## WHAT YOU NEED TO DO
From the entries provided below, copy each line that contains the word "derive".

(Dataset records)
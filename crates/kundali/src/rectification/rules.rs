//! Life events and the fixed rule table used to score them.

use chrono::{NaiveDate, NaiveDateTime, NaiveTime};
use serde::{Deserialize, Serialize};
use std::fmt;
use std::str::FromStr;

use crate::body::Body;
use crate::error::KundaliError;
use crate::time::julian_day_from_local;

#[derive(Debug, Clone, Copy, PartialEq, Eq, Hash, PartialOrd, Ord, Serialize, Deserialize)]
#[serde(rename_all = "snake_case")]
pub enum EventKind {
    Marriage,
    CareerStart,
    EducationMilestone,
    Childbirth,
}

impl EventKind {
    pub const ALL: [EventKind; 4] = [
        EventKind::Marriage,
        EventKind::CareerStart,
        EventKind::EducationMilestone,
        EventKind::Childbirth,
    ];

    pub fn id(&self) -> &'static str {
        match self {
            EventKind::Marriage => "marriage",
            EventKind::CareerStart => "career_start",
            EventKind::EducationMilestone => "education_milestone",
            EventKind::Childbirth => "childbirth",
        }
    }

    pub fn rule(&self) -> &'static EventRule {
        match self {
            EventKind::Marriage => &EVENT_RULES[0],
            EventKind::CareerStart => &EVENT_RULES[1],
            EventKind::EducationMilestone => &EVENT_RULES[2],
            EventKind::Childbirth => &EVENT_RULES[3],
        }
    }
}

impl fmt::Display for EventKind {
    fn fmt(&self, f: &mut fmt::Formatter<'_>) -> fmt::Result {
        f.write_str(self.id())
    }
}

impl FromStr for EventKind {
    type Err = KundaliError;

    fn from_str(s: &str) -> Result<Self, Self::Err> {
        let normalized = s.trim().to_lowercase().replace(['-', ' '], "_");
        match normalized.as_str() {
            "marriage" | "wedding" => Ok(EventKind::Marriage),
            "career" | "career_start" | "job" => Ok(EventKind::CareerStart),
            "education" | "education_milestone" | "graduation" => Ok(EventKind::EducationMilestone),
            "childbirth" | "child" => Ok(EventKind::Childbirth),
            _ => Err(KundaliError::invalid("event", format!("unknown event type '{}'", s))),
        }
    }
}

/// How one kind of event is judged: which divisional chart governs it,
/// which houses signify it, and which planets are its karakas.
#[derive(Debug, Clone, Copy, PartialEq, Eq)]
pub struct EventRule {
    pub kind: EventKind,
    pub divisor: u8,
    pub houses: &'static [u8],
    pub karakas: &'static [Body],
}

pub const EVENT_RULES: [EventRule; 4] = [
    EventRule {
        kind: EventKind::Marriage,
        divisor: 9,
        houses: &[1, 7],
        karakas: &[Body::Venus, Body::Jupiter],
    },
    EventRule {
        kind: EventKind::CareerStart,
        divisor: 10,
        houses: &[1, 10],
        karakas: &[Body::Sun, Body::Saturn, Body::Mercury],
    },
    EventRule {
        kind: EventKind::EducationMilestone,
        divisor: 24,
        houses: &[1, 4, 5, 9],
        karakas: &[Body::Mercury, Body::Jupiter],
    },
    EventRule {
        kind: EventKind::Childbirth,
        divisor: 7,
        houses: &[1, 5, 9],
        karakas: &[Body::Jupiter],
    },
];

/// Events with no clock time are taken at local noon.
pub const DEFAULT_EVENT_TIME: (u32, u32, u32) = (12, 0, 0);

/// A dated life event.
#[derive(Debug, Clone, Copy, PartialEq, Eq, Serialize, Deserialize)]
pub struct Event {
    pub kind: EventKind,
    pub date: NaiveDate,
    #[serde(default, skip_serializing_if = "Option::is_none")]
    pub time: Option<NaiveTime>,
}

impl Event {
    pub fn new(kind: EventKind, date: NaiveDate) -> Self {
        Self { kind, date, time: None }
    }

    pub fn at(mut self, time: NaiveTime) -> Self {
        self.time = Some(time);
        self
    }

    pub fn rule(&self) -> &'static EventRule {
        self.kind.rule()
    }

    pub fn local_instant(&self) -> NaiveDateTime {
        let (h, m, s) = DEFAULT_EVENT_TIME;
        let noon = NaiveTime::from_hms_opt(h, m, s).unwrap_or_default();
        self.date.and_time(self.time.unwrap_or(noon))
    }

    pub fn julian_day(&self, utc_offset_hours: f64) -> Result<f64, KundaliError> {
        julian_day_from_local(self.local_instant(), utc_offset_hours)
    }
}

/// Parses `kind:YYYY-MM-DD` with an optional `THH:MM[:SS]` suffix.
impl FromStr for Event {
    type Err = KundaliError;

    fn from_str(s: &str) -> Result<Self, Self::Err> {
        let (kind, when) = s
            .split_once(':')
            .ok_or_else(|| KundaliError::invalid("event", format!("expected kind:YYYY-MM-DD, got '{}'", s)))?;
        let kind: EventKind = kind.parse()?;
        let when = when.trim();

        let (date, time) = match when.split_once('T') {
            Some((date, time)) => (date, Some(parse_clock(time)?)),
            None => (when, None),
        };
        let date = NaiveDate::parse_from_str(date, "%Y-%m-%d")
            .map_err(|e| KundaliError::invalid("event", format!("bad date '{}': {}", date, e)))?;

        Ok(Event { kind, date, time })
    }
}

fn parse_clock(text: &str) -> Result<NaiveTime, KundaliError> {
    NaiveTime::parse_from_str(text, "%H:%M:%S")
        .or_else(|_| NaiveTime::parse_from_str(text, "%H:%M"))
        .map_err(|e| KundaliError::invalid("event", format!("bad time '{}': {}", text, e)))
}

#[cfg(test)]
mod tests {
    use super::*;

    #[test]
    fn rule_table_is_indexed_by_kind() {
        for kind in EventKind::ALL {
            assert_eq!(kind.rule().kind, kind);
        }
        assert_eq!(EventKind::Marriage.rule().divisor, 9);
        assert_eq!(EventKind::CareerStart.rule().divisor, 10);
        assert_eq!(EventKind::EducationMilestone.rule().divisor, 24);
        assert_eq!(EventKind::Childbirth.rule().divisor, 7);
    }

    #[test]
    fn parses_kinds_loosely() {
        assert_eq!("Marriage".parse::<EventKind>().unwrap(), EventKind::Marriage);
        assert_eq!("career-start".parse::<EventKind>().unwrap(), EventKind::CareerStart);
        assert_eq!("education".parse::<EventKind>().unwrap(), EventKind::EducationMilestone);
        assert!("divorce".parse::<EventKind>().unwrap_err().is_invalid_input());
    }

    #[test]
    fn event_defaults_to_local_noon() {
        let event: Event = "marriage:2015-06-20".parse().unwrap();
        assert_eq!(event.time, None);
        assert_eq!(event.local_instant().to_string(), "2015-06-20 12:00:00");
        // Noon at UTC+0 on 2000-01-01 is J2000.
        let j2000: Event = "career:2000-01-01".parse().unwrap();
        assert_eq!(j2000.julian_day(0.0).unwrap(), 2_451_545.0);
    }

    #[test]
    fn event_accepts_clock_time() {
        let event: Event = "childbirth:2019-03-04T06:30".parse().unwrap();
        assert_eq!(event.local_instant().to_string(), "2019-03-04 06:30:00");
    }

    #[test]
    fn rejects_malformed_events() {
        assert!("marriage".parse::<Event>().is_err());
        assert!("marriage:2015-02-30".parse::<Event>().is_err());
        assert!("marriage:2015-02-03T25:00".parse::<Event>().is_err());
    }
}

---

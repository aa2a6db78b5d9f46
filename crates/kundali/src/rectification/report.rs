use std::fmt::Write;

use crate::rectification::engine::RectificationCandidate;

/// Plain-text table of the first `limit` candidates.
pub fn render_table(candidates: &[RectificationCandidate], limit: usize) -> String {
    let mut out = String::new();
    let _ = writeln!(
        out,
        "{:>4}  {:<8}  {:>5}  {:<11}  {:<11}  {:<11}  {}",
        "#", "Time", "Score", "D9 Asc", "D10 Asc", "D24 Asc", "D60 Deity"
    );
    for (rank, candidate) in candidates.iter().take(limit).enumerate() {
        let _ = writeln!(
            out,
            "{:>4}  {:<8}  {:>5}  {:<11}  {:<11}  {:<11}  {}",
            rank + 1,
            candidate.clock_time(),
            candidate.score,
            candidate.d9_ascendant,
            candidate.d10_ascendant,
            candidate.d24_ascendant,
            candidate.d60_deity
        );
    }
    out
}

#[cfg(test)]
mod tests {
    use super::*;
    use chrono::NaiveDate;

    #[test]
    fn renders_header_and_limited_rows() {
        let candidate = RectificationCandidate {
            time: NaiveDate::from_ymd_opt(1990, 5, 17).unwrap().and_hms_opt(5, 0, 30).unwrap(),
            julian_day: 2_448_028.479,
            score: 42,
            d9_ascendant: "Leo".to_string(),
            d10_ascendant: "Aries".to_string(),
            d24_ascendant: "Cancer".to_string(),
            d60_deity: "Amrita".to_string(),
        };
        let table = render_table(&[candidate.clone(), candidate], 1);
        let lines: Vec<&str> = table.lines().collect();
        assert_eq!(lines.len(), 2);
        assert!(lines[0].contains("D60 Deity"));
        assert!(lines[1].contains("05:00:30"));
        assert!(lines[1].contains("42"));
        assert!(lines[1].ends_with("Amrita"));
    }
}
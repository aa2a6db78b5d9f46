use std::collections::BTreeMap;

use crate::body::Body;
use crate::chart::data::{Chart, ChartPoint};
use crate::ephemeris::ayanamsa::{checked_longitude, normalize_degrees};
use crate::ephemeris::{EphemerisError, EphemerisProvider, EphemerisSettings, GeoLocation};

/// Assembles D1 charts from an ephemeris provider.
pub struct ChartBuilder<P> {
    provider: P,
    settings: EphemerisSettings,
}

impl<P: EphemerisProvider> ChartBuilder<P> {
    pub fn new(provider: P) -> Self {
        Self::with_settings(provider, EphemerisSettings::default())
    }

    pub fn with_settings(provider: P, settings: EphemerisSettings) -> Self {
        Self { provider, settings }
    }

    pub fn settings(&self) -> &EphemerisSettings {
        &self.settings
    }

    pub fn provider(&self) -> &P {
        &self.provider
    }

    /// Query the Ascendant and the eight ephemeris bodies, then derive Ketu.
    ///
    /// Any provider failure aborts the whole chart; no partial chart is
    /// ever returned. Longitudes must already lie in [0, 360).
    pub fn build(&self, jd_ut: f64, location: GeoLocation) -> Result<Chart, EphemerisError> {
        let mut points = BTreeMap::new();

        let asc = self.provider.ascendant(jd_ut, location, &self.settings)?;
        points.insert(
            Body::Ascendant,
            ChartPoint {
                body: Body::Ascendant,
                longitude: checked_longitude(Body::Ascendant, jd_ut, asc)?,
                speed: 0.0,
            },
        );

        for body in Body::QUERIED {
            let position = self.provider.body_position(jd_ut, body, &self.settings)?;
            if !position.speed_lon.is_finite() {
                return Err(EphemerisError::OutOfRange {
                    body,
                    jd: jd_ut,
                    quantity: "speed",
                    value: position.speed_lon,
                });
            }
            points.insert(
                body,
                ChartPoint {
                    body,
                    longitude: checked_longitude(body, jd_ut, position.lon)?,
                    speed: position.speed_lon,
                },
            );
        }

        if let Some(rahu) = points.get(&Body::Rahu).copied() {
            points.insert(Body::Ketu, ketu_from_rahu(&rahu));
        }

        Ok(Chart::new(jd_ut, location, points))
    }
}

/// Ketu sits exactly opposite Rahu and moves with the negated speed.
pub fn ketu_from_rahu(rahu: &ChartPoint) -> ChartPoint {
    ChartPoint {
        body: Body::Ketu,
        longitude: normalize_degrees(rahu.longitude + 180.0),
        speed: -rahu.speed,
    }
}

## RESPONSE AREA
#[derive(Debug, Clone, Copy, PartialEq, Eq, Hash, PartialOrd, Ord, Serialize, Deserialize)]
#[derive(Debug, Clone, Copy, PartialEq, Eq)]
#[derive(Debug, Clone, Copy, PartialEq, Eq, Serialize, Deserialize)]
    /// Query the Ascendant and the eight ephemeris bodies, then derive Ketu.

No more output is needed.